Он скрылся за старой скрипучей дверью, но тут же вернулся:
— Проходите!
Тесноватая горница с маленькими подслеповатыми оконцами была заполнена армейскими командирами. Кольцов на мгновение вспомнил родительскую хатку на окраине Севастополя. Здесь тоже, почти как дома, стены горницы были пропитаны запахом духовитых степных трав — полыни и чабреца, который не смог перебить даже запах ядреной махорки. Фрунзе сам не курил, но другим позволял, считая себя не вправе навязывать другим свой образ жизни.
Фрунзе стоял с указкой в руках возле оперативной карты Крымского перешейка, а комдивы и комкоры тесно окружили его, как цыплята наседку.

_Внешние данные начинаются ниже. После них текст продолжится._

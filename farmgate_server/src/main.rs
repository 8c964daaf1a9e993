use dotenvy::dotenv;
use farmgate_server::{config::ServerConfig, server::run_server};
use log::info;

#[actix_web::main]
async fn main() {
    dotenv().ok();
    env_logger::init();
    let config = ServerConfig::from_env_or_default();

    info!("🚜️ Starting server on {}:{}", config.host, config.port);
    match run_server(config).await {
        Ok(_) => println!("Bye!"),
        Err(e) => eprintln!("{e}"),
    }
}
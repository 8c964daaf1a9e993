use std::{fmt::Debug, sync::Arc};

use log::*;

use crate::{
    api::{
        order_objects::{OrderListResult, OrderView, Pagination},
        payment_objects::{FarmPayment, PaymentOutcome},
    },
    db_types::{Actor, CartItem, NewOrder, Order, OrderStatusType, Payment, PaymentMethod, PaymentStatusType},
    helpers::new_transaction_id,
    traits::{SettlementAttempt, SettlementDatabase, SettlementDecision, SettlementError, SettlementGateway},
};

/// `OrderFlowApi` is the primary API for the order and settlement flows: placing orders against farm inventory,
/// settling payments against placed orders, and moving orders through their lifecycle.
///
/// Every authorization rule is evaluated here, before any mutating call reaches the database.
pub struct OrderFlowApi<B> {
    db: B,
    gateway: Arc<dyn SettlementGateway>,
}

impl<B> Debug for OrderFlowApi<B> {
    fn fmt(&self, f: &mut std::fmt::Formatter<'_>) -> std::fmt::Result {
        write!(f, "OrderFlowApi")
    }
}

impl<B> OrderFlowApi<B> {
    pub fn new(db: B, gateway: Arc<dyn SettlementGateway>) -> Self {
        Self { db, gateway }
    }
}

impl<B> OrderFlowApi<B>
where B: SettlementDatabase
{
    /// Place a new order for the calling buyer.
    ///
    /// The buyer id is always taken from the authenticated actor, never from the request payload. On success the
    /// order is returned with its line items materialized for display.
    pub async fn place_order(&self, buyer: &Actor, items: Vec<CartItem>) -> Result<OrderView, SettlementError> {
        let order = self.db.place_order(NewOrder::new(buyer.id, items)).await?;
        debug!("🔄️📦️ Order #{} placed by user #{} for {}", order.id, buyer.id, order.total);
        self.materialize(order.id).await
    }

    /// Fetch a single order. Buyers can only ever see their own orders.
    pub async fn order_for_user(&self, buyer: &Actor, order_id: i64) -> Result<OrderView, SettlementError> {
        let order = self
            .db
            .fetch_order_for_user(order_id, buyer.id)
            .await?
            .ok_or(SettlementError::OrderNotFound(order_id))?;
        self.materialize(order.id).await
    }

    /// Fetch one page of the calling buyer's orders, newest first.
    pub async fn orders_for_user(
        &self,
        buyer: &Actor,
        pagination: Pagination,
    ) -> Result<OrderListResult, SettlementError> {
        pagination.validate()?;
        let (orders, total) = self.db.fetch_orders_for_user(buyer.id, &pagination).await?;
        trace!("🔄️📦️ Fetched {} of {total} orders for user #{}", orders.len(), buyer.id);
        Ok(OrderListResult::new(orders, total, &pagination))
    }

    /// Change an order's status.
    ///
    /// Only farmers may do this, and only for orders containing at least one product from a farm they own.
    /// Orders in a terminal state (`Delivered`, `Cancelled`) cannot change again.
    pub async fn update_order_status(
        &self,
        actor: &Actor,
        order_id: i64,
        new_status: OrderStatusType,
    ) -> Result<Order, SettlementError> {
        if !actor.is_farmer() {
            return Err(SettlementError::Forbidden("Only farmers may update order status".to_string()));
        }
        let order = self.db.fetch_order(order_id).await?.ok_or(SettlementError::OrderNotFound(order_id))?;
        if order.status.is_terminal() {
            return Err(SettlementError::OrderAlreadyFinal { order_id, status: order.status });
        }
        if !self.db.farmer_supplies_order(order_id, actor.id).await? {
            return Err(SettlementError::Forbidden("Not authorized to update this order".to_string()));
        }
        let updated = self.db.update_order_status(order_id, new_status).await?;
        info!("🔄️📦️ Order #{order_id} moved from {} to {} by farmer #{}", order.status, new_status, actor.id);
        Ok(updated)
    }

    /// Attempt to settle payment for one of the calling buyer's orders.
    ///
    /// A fresh transaction id is generated for each attempt and the gateway is consulted for the outcome. The
    /// attempt is recorded atomically; an order whose payment already completed is rejected without touching the
    /// existing record. Declined attempts leave the order `Pending` so the buyer can retry.
    pub async fn process_payment(
        &self,
        buyer: &Actor,
        order_id: i64,
        method: PaymentMethod,
    ) -> Result<PaymentOutcome, SettlementError> {
        let order = self
            .db
            .fetch_order_for_user(order_id, buyer.id)
            .await?
            .ok_or(SettlementError::OrderNotFound(order_id))?;
        // Refuse before consulting the gateway; the recording transaction re-checks atomically.
        if let Some(existing) = self.db.fetch_payment_for_user(order_id, buyer.id).await? {
            if existing.status == PaymentStatusType::Completed {
                return Err(SettlementError::AlreadyPaid(order_id));
            }
        }
        let transaction_id = new_transaction_id();
        let decision = self.gateway.authorize(order.id, order.total);
        let approved = decision == SettlementDecision::Approved;
        let attempt = SettlementAttempt { amount: order.total, method, transaction_id, approved };
        let payment = self.db.record_settlement(order.id, attempt).await?;
        debug!(
            "🔄️💰️ Settlement attempt [{}] for order #{order_id} recorded as {}",
            payment.transaction_id, payment.status
        );
        if approved {
            Ok(PaymentOutcome::settled(payment))
        } else {
            Ok(PaymentOutcome::declined(payment))
        }
    }

    /// Fetch the payment for one of the calling buyer's orders.
    pub async fn payment_for_order(&self, buyer: &Actor, order_id: i64) -> Result<Payment, SettlementError> {
        self.db
            .fetch_payment_for_user(order_id, buyer.id)
            .await?
            .ok_or(SettlementError::PaymentNotFound(order_id))
    }

    /// Fetch every payment against orders containing the given farm's products. Only the farm's owner may call
    /// this.
    pub async fn payments_for_farm(&self, actor: &Actor, farm_id: i64) -> Result<Vec<FarmPayment>, SettlementError> {
        if !actor.is_farmer() {
            return Err(SettlementError::Forbidden("Only farmers may view farm payments".to_string()));
        }
        let farm = self.db.fetch_farm(farm_id).await?.ok_or(SettlementError::FarmNotFound(farm_id))?;
        if farm.farmer_id != actor.id {
            return Err(SettlementError::Forbidden("Not authorized to view this farm's payments".to_string()));
        }
        let payments = self.db.fetch_payments_for_farm(farm_id).await?;
        trace!("🔄️💰️ {} payments fetched for farm #{farm_id}", payments.len());
        Ok(payments)
    }

    async fn materialize(&self, order_id: i64) -> Result<OrderView, SettlementError> {
        self.db.fetch_order_view(order_id).await?.ok_or(SettlementError::OrderNotFound(order_id))
    }

    pub fn db(&self) -> &B {
        &self.db
    }

    pub fn db_mut(&mut self) -> &mut B {
        &mut self.db
    }
}
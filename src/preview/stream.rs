//! Live preview stream controller.

use std::sync::{Arc, Mutex, MutexGuard};
use std::time::Duration;

use tokio::sync::watch;

use super::task::{RepeatingTask, TickControl};
use crate::camera::{CameraError, CameraSession, PreviewFrame, SessionStatus};
use crate::handles::{HandleRegistry, ObjectHandle};

/// Default time between preview requests.
pub const DEFAULT_PREVIEW_INTERVAL: Duration = Duration::from_millis(500);

/// Preview controller state.
#[derive(Debug, Clone, Copy, PartialEq, Eq)]
pub enum StreamState {
    Idle,
    Streaming,
}

struct LatestFrame {
    handle: ObjectHandle,
    frame: Arc<PreviewFrame>,
}

/// The single "latest frame" slot plus stream bookkeeping.
struct Slot {
    state: StreamState,
    /// Bumped on every start; frames from an older run are discarded
    epoch: u64,
    latest: Option<LatestFrame>,
    frames_received: u64,
}

type SharedSlot = Arc<Mutex<Slot>>;

fn lock_slot(slot: &SharedSlot) -> MutexGuard<'_, Slot> {
    slot.lock().unwrap_or_else(|poisoned| poisoned.into_inner())
}

/// Move to Idle and release the held frame.
///
/// With `epoch` set, only acts if that run is still the current one.
fn release(slot: &SharedSlot, epoch: Option<u64>) {
    let released = {
        let mut slot = lock_slot(slot);
        if epoch.is_some_and(|e| e != slot.epoch) {
            return;
        }
        slot.state = StreamState::Idle;
        slot.latest.take()
    };
    if let Some(latest) = released {
        log::debug!("Releasing preview handle {}", latest.handle.id());
    }
}

/// Install `frame` as the latest one. Returns false if the run is over.
///
/// `connected` is whether the frame came from the connection this run was
/// started on.
fn install(
    slot: &SharedSlot,
    registry: &Arc<dyn HandleRegistry>,
    epoch: u64,
    connected: bool,
    frame: PreviewFrame,
) -> bool {
    let mut slot = lock_slot(slot);
    if slot.state != StreamState::Streaming || slot.epoch != epoch {
        log::debug!("Discarding preview frame that arrived after the stream stopped");
        return false;
    }
    if !connected {
        log::debug!("Discarding preview frame from a replaced connection");
        return false;
    }

    // The previous handle must be gone before the next one exists.
    drop(slot.latest.take());

    let frame = Arc::new(frame);
    let handle = ObjectHandle::new(Arc::clone(registry), &frame.mime_type, frame.len());
    slot.latest = Some(LatestFrame { handle, frame });
    slot.frames_received += 1;
    true
}

/// Resolves once the session leaves the connection it had at `generation`.
async fn session_ended(mut status_rx: watch::Receiver<SessionStatus>, generation: u64) {
    loop {
        let current = *status_rx.borrow_and_update();
        if current != (SessionStatus::Connected { generation }) {
            return;
        }
        if status_rx.changed().await.is_err() {
            return;
        }
    }
}

/// Polls preview frames from a session while it is connected.
///
/// Holds exactly one latest frame; the handle of the previous frame is
/// released before a new one is installed, and the last one on stop.
pub struct PreviewStream {
    session: Arc<CameraSession>,
    registry: Arc<dyn HandleRegistry>,
    interval: Duration,
    slot: SharedSlot,
    task: Option<RepeatingTask>,
}

impl PreviewStream {
    pub fn new(session: Arc<CameraSession>, registry: Arc<dyn HandleRegistry>) -> Self {
        Self {
            session,
            registry,
            interval: DEFAULT_PREVIEW_INTERVAL,
            slot: Arc::new(Mutex::new(Slot {
                state: StreamState::Idle,
                epoch: 0,
                latest: None,
                frames_received: 0,
            })),
            task: None,
        }
    }

    pub fn with_interval(mut self, interval: Duration) -> Self {
        self.interval = interval;
        self
    }

    pub fn interval(&self) -> Duration {
        self.interval
    }

    pub fn state(&self) -> StreamState {
        lock_slot(&self.slot).state
    }

    pub fn is_streaming(&self) -> bool {
        self.state() == StreamState::Streaming
    }

    /// The most recent frame, if any.
    pub fn latest_frame(&self) -> Option<Arc<PreviewFrame>> {
        lock_slot(&self.slot)
            .latest
            .as_ref()
            .map(|latest| Arc::clone(&latest.frame))
    }

    /// Id of the handle currently displaying the latest frame.
    pub fn preview_handle(&self) -> Option<String> {
        lock_slot(&self.slot)
            .latest
            .as_ref()
            .map(|latest| latest.handle.id().to_string())
    }

    /// Frames installed since the controller was created.
    pub fn frames_received(&self) -> u64 {
        lock_slot(&self.slot).frames_received
    }

    /// Start polling.
    ///
    /// Returns `Ok(false)` without scheduling anything if the camera cannot
    /// preview. Starting a running stream is a no-op.
    pub async fn start(&mut self) -> Result<bool, CameraError> {
        if self.is_streaming() {
            return Ok(true);
        }

        let ops = self.session.get_supported_ops().await?;
        if !ops.capture_preview {
            log::info!("Camera does not support preview capture, stream stays idle");
            return Ok(false);
        }

        let SessionStatus::Connected { generation } = self.session.status() else {
            return Err(CameraError::NotConnected);
        };

        // A previous run may have ended on its own; make sure its task is gone.
        if let Some(task) = self.task.take() {
            task.stop();
        }

        let epoch = {
            let mut slot = lock_slot(&self.slot);
            slot.epoch += 1;
            slot.state = StreamState::Streaming;
            slot.epoch
        };

        let shutdown = {
            let slot = Arc::clone(&self.slot);
            let status_rx = self.session.subscribe();
            async move {
                session_ended(status_rx, generation).await;
                log::info!("Camera disconnected, stopping preview");
                release(&slot, Some(epoch));
            }
        };

        let session = Arc::clone(&self.session);
        let registry = Arc::clone(&self.registry);
        let slot = Arc::clone(&self.slot);
        let tick = move || {
            let session = Arc::clone(&session);
            let registry = Arc::clone(&registry);
            let slot = Arc::clone(&slot);
            async move {
                let installed = session
                    .with_preview_frame(|frame| {
                        let connected = session.status() == SessionStatus::Connected { generation };
                        install(&slot, &registry, epoch, connected, frame)
                    })
                    .await;
                match installed {
                    Ok(true) => TickControl::Continue,
                    Ok(false) => TickControl::Stop,
                    Err(CameraError::NotConnected) => {
                        release(&slot, Some(epoch));
                        TickControl::Stop
                    }
                    Err(e) => {
                        // Keep the previous frame up; the camera is often just busy.
                        log::warn!("Preview error: {}", e);
                        TickControl::Continue
                    }
                }
            }
        };

        log::info!("Starting preview stream (every {:?})", self.interval);
        self.task = Some(RepeatingTask::spawn(self.interval, shutdown, tick));
        Ok(true)
    }

    /// Stop polling and release the held frame. Idempotent.
    ///
    /// A request already in flight is not aborted; its frame is discarded.
    pub fn stop(&mut self) {
        if let Some(task) = self.task.take() {
            task.stop();
            log::info!("Preview stream stopped");
        }
        release(&self.slot, None);
    }
}

impl Drop for PreviewStream {
    fn drop(&mut self) {
        self.stop();
    }
}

Кольцов подсел на краешек лавки возле комдива Блюхера, которого немного знал по прошлым случайным встречам.
— Таким образом, предлагаю ещё раз всё продумать и взвесить, — заканчивая давно начатый разговор, как легко понял Кольцов, об овладении Крымским перешейком, сказал Фрунзе. — У кого возникли какие-либо предложения или сомнения, прошу поделиться ими после небольшого перерыва. А я тем временем введу в курс наших сегодняшних дел товарища Кольцова. Для тех, кто не знает: Павел Андреевич Кольцов в настоящее время является нашим военным представителем в Повстанческой махновской армии.
Командиры встали, потянулись из горницы во двор. Проходя через дверь, вынужденно пригибали головы: то ли хатка за долгие годы сильно вросла в землю, то ли изначально, ещё при строительстве, была рассчитана на низкорослых хозяев.
Мимо Кольцова прошли члены Реввоенсовета фронта Гусев, Владимиров, Кун, Смилга. Их лица были Кольцову знакомы, в разное время ему приходилось их видеть, но ни с кем из них, кроме венгра Белы Куна[24], знаком не был. С Белой Куном он познакомился не так давно, под Каховкой, в черные дни своей жизни, когда начальник Политотдела Двенадцатой армии Розалия Землячка[25]пыталась предать его суду военного трибунала. Бела Кун был на стороне Землячки.